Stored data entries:
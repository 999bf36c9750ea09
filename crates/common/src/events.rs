//! In-process notification bus for metadata writes
//!
//! Observers that cache decoded metadata subscribe here and drop their
//! caches when a write lands. Events carry no payload: a subscriber that
//! cares about a particular entry re-reads it.

use std::sync::Arc;

use parking_lot::Mutex;

#[derive(Debug, Clone, Copy, PartialEq, Eq)]
pub enum MetadataEvent {
    /// A metadata document was written successfully
    Updated,
}

/// Fan-out publisher that can be cloned and shared across tasks
#[derive(Debug, Clone, Default)]
pub struct MetadataEvents {
    subscribers: Arc<Mutex<Vec<flume::Sender<MetadataEvent>>>>,
}

impl MetadataEvents {
    pub fn new() -> Self {
        Self::default()
    }

    /// Register a new observer
    ///
    /// Events published after this call are delivered to the returned
    /// receiver; dropping it unsubscribes.
    pub fn subscribe(&self) -> flume::Receiver<MetadataEvent> {
        let (tx, rx) = flume::unbounded();
        self.subscribers.lock().push(tx);
        rx
    }

    /// Deliver `event` to every live subscriber
    pub fn publish(&self, event: MetadataEvent) {
        let mut subscribers = self.subscribers.lock();
        subscribers.retain(|tx| tx.send(event).is_ok());
        tracing::debug!(
            "published {:?} to {} subscribers",
            event,
            subscribers.len()
        );
    }

    pub fn subscriber_count(&self) -> usize {
        self.subscribers.lock().len()
    }
}

#[cfg(test)]
mod tests {
    use super::*;

    #[test]
    fn test_every_subscriber_receives_event() {
        let events = MetadataEvents::new();
        let a = events.subscribe();
        let b = events.subscribe();

        events.publish(MetadataEvent::Updated);

        assert_eq!(a.try_recv().unwrap(), MetadataEvent::Updated);
        assert_eq!(b.try_recv().unwrap(), MetadataEvent::Updated);
        assert!(a.try_recv().is_err());
    }

    #[test]
    fn test_dropped_subscribers_are_pruned() {
        let events = MetadataEvents::new();
        let kept = events.subscribe();
        drop(events.subscribe());
        assert_eq!(events.subscriber_count(), 2);

        events.publish(MetadataEvent::Updated);

        assert_eq!(events.subscriber_count(), 1);
        assert_eq!(kept.try_recv().unwrap(), MetadataEvent::Updated);
    }
}
//! Cryptographic primitives for the metadata store
//!
//! - **Node keys**: Ed25519 keypairs (`SecretKey`/`PublicKey`). The public key
//!   is the node's address on the remote store and verifies its writes.
//! - **Derivation**: SLIP-0010 hardened derivation of the storage, shared
//!   and index nodes.
//! - **Encryption**: ChaCha20-Poly1305 `Secret` keys derived from node keys.
//! - **Magic hash**: the SHA-256 chain used for optimistic concurrency.

pub mod derivation;
mod keys;
mod magic;
mod secret;

pub use ed25519_dalek::Signature;
pub use keys::{KeyError, PublicKey, SecretKey, PRIVATE_KEY_SIZE, PUBLIC_KEY_SIZE};
pub use magic::{MagicHash, MagicHashError, MAGIC_HASH_SIZE};
pub use secret::{Secret, SecretError, SECRET_SIZE};
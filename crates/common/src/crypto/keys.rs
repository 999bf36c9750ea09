use std::fmt;

use ed25519_dalek::{Signer, SigningKey, VerifyingKey};

/// Size of Ed25519 private key in bytes
pub const PRIVATE_KEY_SIZE: usize = 32;
/// Size of Ed25519 public key in bytes
pub const PUBLIC_KEY_SIZE: usize = 32;

/// Errors that can occur during key operations
#[derive(Debug, thiserror::Error)]
pub enum KeyError {
    #[error("invalid key size, expected {expected}, got {got}")]
    InvalidSize { expected: usize, got: usize },
    #[error("key hex decode error")]
    Hex(#[from] hex::FromHexError),
    #[error("invalid ed25519 public key: {0}")]
    InvalidPublicKey(#[from] ed25519_dalek::SignatureError),
}

/// Public half of a metadata node
///
/// The public key doubles as the node's address on the remote store: every
/// document a node owns is looked up by this key, and every write to it must
/// carry a signature that verifies against it.
#[derive(Clone, Copy, PartialEq, Eq, Hash)]
pub struct PublicKey(VerifyingKey);

impl fmt::Debug for PublicKey {
    fn fmt(&self, f: &mut fmt::Formatter<'_>) -> fmt::Result {
        write!(f, "PublicKey({})", self.to_hex())
    }
}

impl fmt::Display for PublicKey {
    fn fmt(&self, f: &mut fmt::Formatter<'_>) -> fmt::Result {
        f.write_str(&self.to_hex())
    }
}

impl From<VerifyingKey> for PublicKey {
    fn from(key: VerifyingKey) -> Self {
        PublicKey(key)
    }
}

impl TryFrom<&[u8]> for PublicKey {
    type Error = KeyError;
    fn try_from(bytes: &[u8]) -> Result<Self, Self::Error> {
        let buff: [u8; PUBLIC_KEY_SIZE] =
            bytes.try_into().map_err(|_| KeyError::InvalidSize {
                expected: PUBLIC_KEY_SIZE,
                got: bytes.len(),
            })?;
        Ok(PublicKey(VerifyingKey::from_bytes(&buff)?))
    }
}

impl PublicKey {
    /// Parse a public key from a hexadecimal string
    ///
    /// Accepts both plain hex and "0x"-prefixed hex strings.
    pub fn from_hex(hex: &str) -> Result<Self, KeyError> {
        let hex = hex.strip_prefix("0x").unwrap_or(hex);
        let bytes = hex::decode(hex)?;
        Self::try_from(bytes.as_slice())
    }

    /// Convert public key to raw bytes
    pub fn to_bytes(&self) -> [u8; PUBLIC_KEY_SIZE] {
        self.0.to_bytes()
    }

    /// Convert public key to hexadecimal string
    pub fn to_hex(&self) -> String {
        hex::encode(self.to_bytes())
    }

    /// Verify an Ed25519 signature on a message.
    pub fn verify(
        &self,
        msg: &[u8],
        signature: &ed25519_dalek::Signature,
    ) -> Result<(), ed25519_dalek::SignatureError> {
        self.0.verify_strict(msg, signature)
    }
}

/// Private half of a metadata node
///
/// Never leaves the process in the clear. The only place a serialized
/// private key is written is the registry bundle, which is itself encrypted
/// under the index node.
#[derive(Clone)]
pub struct SecretKey(SigningKey);

impl fmt::Debug for SecretKey {
    fn fmt(&self, f: &mut fmt::Formatter<'_>) -> fmt::Result {
        f.debug_tuple("SecretKey").field(&self.public()).finish()
    }
}

impl From<[u8; PRIVATE_KEY_SIZE]> for SecretKey {
    fn from(secret: [u8; PRIVATE_KEY_SIZE]) -> Self {
        Self(SigningKey::from_bytes(&secret))
    }
}

impl SecretKey {
    /// Parse a secret key from a hexadecimal string
    ///
    /// Accepts both plain hex and "0x"-prefixed hex strings.
    pub fn from_hex(hex: &str) -> Result<Self, KeyError> {
        let hex = hex.strip_prefix("0x").unwrap_or(hex);
        let mut buff = [0; PRIVATE_KEY_SIZE];
        hex::decode_to_slice(hex, &mut buff)?;
        Ok(Self::from(buff))
    }

    /// Derive the public key from this secret key
    pub fn public(&self) -> PublicKey {
        PublicKey(self.0.verifying_key())
    }

    /// Convert secret key to raw bytes
    pub fn to_bytes(&self) -> [u8; PRIVATE_KEY_SIZE] {
        self.0.to_bytes()
    }

    /// Convert secret key to hexadecimal string
    pub fn to_hex(&self) -> String {
        hex::encode(self.to_bytes())
    }

    /// Sign a message with this secret key using Ed25519.
    pub fn sign(&self, msg: &[u8]) -> ed25519_dalek::Signature {
        self.0.sign(msg)
    }
}
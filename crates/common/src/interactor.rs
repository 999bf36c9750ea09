//! Read/write protocol over a [`RemoteStore`]
//!
//! Writes are optimistic: the interactor reads the current chain head,
//! signs a new envelope naming it as `prevMagicHash`, and lets the store
//! reject the write if another writer moved the head in between. No lock is
//! held across the read-modify-write cycle.

use crate::config::MetadataConfig;
use crate::crypto::{MagicHash, SecretError};
use crate::envelope::MetadataEnvelope;
use crate::events::{MetadataEvent, MetadataEvents};
use crate::node::DerivedNode;
use crate::remote::{RemoteStore, RemoteStoreError};

#[derive(Debug, thiserror::Error)]
pub enum MetadataError {
    /// A write kept naming a document the store does not have
    #[error("metadata document not found")]
    NotFound,
    /// Another writer committed first; re-read and re-apply
    #[error("metadata write conflict: document changed since it was read")]
    WriteConflict,
    /// Neither key decrypts the payload, or the plaintext is not JSON
    #[error("metadata decryption failed: {0}")]
    DecryptionFailure(String),
    /// Caller handed us something that is not JSON
    #[error("malformed metadata input: {0}")]
    MalformedInput(#[source] serde_json::Error),
    #[error("metadata encryption failed: {0}")]
    Encryption(#[source] SecretError),
    #[error("metadata write rejected: {0}")]
    Rejected(String),
    #[error("metadata transport error: {0}")]
    Transport(#[source] Box<dyn std::error::Error + Send + Sync>),
}

impl<E> From<RemoteStoreError<E>> for MetadataError
where
    E: std::error::Error + Send + Sync + 'static,
{
    fn from(err: RemoteStoreError<E>) -> Self {
        match err {
            RemoteStoreError::Provider(e) => MetadataError::Transport(Box::new(e)),
            RemoteStoreError::NotFound => MetadataError::NotFound,
            RemoteStoreError::Conflict => MetadataError::WriteConflict,
            RemoteStoreError::Rejected(reason) => MetadataError::Rejected(reason),
        }
    }
}

#[derive(Debug, Clone)]
pub struct MetadataInteractor<S> {
    store: S,
    config: MetadataConfig,
    events: MetadataEvents,
}

impl<S: RemoteStore> MetadataInteractor<S> {
    pub fn new(store: S, config: MetadataConfig, events: MetadataEvents) -> Self {
        Self {
            store,
            config,
            events,
        }
    }

    pub fn store(&self) -> &S {
        &self.store
    }

    pub fn config(&self) -> &MetadataConfig {
        &self.config
    }

    pub fn events(&self) -> &MetadataEvents {
        &self.events
    }

    /// Read and decrypt the document `type_id` owned by `node`
    ///
    /// Returns `Ok(None)` when the document was never written.
    pub async fn load(
        &self,
        node: &DerivedNode,
        type_id: i32,
    ) -> Result<Option<String>, MetadataError> {
        let address = node.address();
        let envelope = match self.store.get(&address, type_id).await {
            Ok(envelope) => envelope,
            Err(RemoteStoreError::NotFound) => {
                tracing::debug!(address = %address, type_id, "metadata not set");
                return Ok(None);
            }
            Err(e) => return Err(e.into()),
        };

        let plaintext = decrypt_payload(node, &envelope.payload)?;
        Ok(Some(plaintext))
    }

    /// Encrypt, sign and submit `plaintext` as the new document `type_id`
    ///
    /// A PUT answered with NotFound is retried up to `put_retry_limit`
    /// times, recomputing the chain head each time. A conflict is returned
    /// as [`MetadataError::WriteConflict`] without retry.
    pub async fn save(
        &self,
        node: &DerivedNode,
        type_id: i32,
        plaintext: &str,
    ) -> Result<(), MetadataError> {
        serde_json::from_str::<serde_json::Value>(plaintext)
            .map_err(MetadataError::MalformedInput)?;

        let ciphertext = node
            .encryption_key()
            .encrypt(plaintext.as_bytes())
            .map_err(MetadataError::Encryption)?;

        let address = node.address();
        let mut retries = 0;
        loop {
            let prev_magic_hash = self.fetch_magic_hash(node, type_id).await?;
            let envelope = MetadataEnvelope::signed(
                node.secret_key(),
                type_id,
                ciphertext.clone(),
                prev_magic_hash,
            );

            match self.store.put(&address, envelope).await {
                Ok(()) => {
                    tracing::debug!(
                        address = %address,
                        type_id,
                        prev = ?prev_magic_hash,
                        "metadata saved"
                    );
                    self.events.publish(MetadataEvent::Updated);
                    return Ok(());
                }
                Err(RemoteStoreError::NotFound) if retries < self.config.put_retry_limit => {
                    retries += 1;
                    tracing::warn!(
                        address = %address,
                        type_id,
                        "metadata put returned not found, retrying ({}/{})",
                        retries,
                        self.config.put_retry_limit
                    );
                }
                Err(e) => return Err(e.into()),
            }
        }
    }

    /// Current chain head of the document, `None` before its first write
    pub async fn fetch_magic_hash(
        &self,
        node: &DerivedNode,
        type_id: i32,
    ) -> Result<Option<MagicHash>, MetadataError> {
        match self.store.get(&node.address(), type_id).await {
            Ok(envelope) => Ok(Some(envelope.magic_hash())),
            Err(RemoteStoreError::NotFound) => Ok(None),
            Err(e) => Err(e.into()),
        }
    }
}

fn decrypt_payload(node: &DerivedNode, payload: &[u8]) -> Result<String, MetadataError> {
    let bytes = match node.encryption_key().decrypt(payload) {
        Ok(bytes) => bytes,
        Err(primary) => match node.unpadded_encryption_key() {
            Some(legacy) => {
                tracing::warn!(
                    address = %node.address(),
                    "metadata decrypt failed ({}), trying unpadded key",
                    primary
                );
                legacy
                    .decrypt(payload)
                    .map_err(|e| MetadataError::DecryptionFailure(e.to_string()))?
            }
            None => return Err(MetadataError::DecryptionFailure(primary.to_string())),
        },
    };

    let plaintext = String::from_utf8(bytes)
        .map_err(|_| MetadataError::DecryptionFailure("plaintext is not utf-8".to_string()))?;
    serde_json::from_str::<serde_json::Value>(&plaintext)
        .map_err(|e| MetadataError::DecryptionFailure(format!("plaintext is not json: {}", e)))?;

    Ok(plaintext)
}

> **TASK DIRECTIONS**
In the records above, some lines may contain the word "optimistic"; copy every one of them.

> **EXERCISE RESULT**
//! - **Magic hash**: the SHA-256 chain used for optimistic concurrency.
//! Writes are optimistic: the interactor reads the current chain head,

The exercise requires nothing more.